## Directions for this task
Your answer is to be the count alone: the number of lines in the data below where "Resolver" appears.

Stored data
════

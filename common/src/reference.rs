use crate::error::{LedgerError, ResolveError};
use crate::job::{JobId, ResolvedReference};
use crate::ledger::LedgerStore;

/// What a user typed to name a job.
#[derive(Debug, Clone, PartialEq, Eq)]
pub enum JobRef {
    Latest,
    /// `-n`: the n-th most recent submission.
    Offset(usize),
    Explicit(String),
}

impl JobRef {
    pub fn parse(token: &str) -> Result<Self, ResolveError> {
        let token = token.trim();
        if token.is_empty() {
            return Ok(JobRef::Latest);
        }
        if let Some(digits) = token.strip_prefix('-') {
            if !digits.is_empty() && digits.bytes().all(|b| b.is_ascii_digit()) {
                // Too many digits to fit is out of range by definition.
                let n = digits.parse().unwrap_or(usize::MAX);
                return Ok(JobRef::Offset(n));
            }
        }
        Ok(JobRef::Explicit(token.to_string()))
    }
}

/// Turns user references into `(job id, server)` pairs. Read-only.
pub struct Resolver<'a> {
    ledger: &'a dyn LedgerStore,
    default_server: &'a str,
}

impl<'a> Resolver<'a> {
    pub fn new(ledger: &'a dyn LedgerStore, default_server: &'a str) -> Self {
        Self { ledger, default_server }
    }

    pub fn resolve_token(&self, token: Option<&str>) -> Result<ResolvedReference, ResolveError> {
        self.resolve(&JobRef::parse(token.unwrap_or(""))?)
    }

    pub fn resolve(&self, job_ref: &JobRef) -> Result<ResolvedReference, ResolveError> {
        match job_ref {
            JobRef::Latest => self.nth(1),
            JobRef::Offset(n) => self.nth(*n),
            JobRef::Explicit(id) => match self.ledger.find_by_prefix_or_exact(id) {
                Ok(rec) => Ok(ResolvedReference {
                    job_id: rec.job_id,
                    server_url: rec.server_url,
                }),
                Err(LedgerError::NoSuchRecord) => {
                    let job_id = JobId(id.clone());
                    if !job_id.is_uuid_shaped() {
                        log::warn!("{} does not look like a workflow id", job_id);
                    }
                    log::debug!("{} is not in the ledger, using {}", job_id, self.default_server);
                    Ok(ResolvedReference {
                        job_id,
                        server_url: self.default_server.to_string(),
                    })
                }
                Err(e) => Err(e.into()),
            },
        }
    }

    fn nth(&self, n: usize) -> Result<ResolvedReference, ResolveError> {
        match self.ledger.most_recent(n) {
            Ok(rec) => Ok(ResolvedReference {
                job_id: rec.job_id,
                server_url: rec.server_url,
            }),
            Err(LedgerError::NoSuchRecord) => {
                let available = self.ledger.len()?;
                if available == 0 {
                    Err(ResolveError::NoPriorSubmission)
                } else {
                    Err(ResolveError::IndexOutOfRange { requested: n, available })
                }
            }
            Err(e) => Err(e.into()),
        }
    }
}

════

## Solution for this problem
2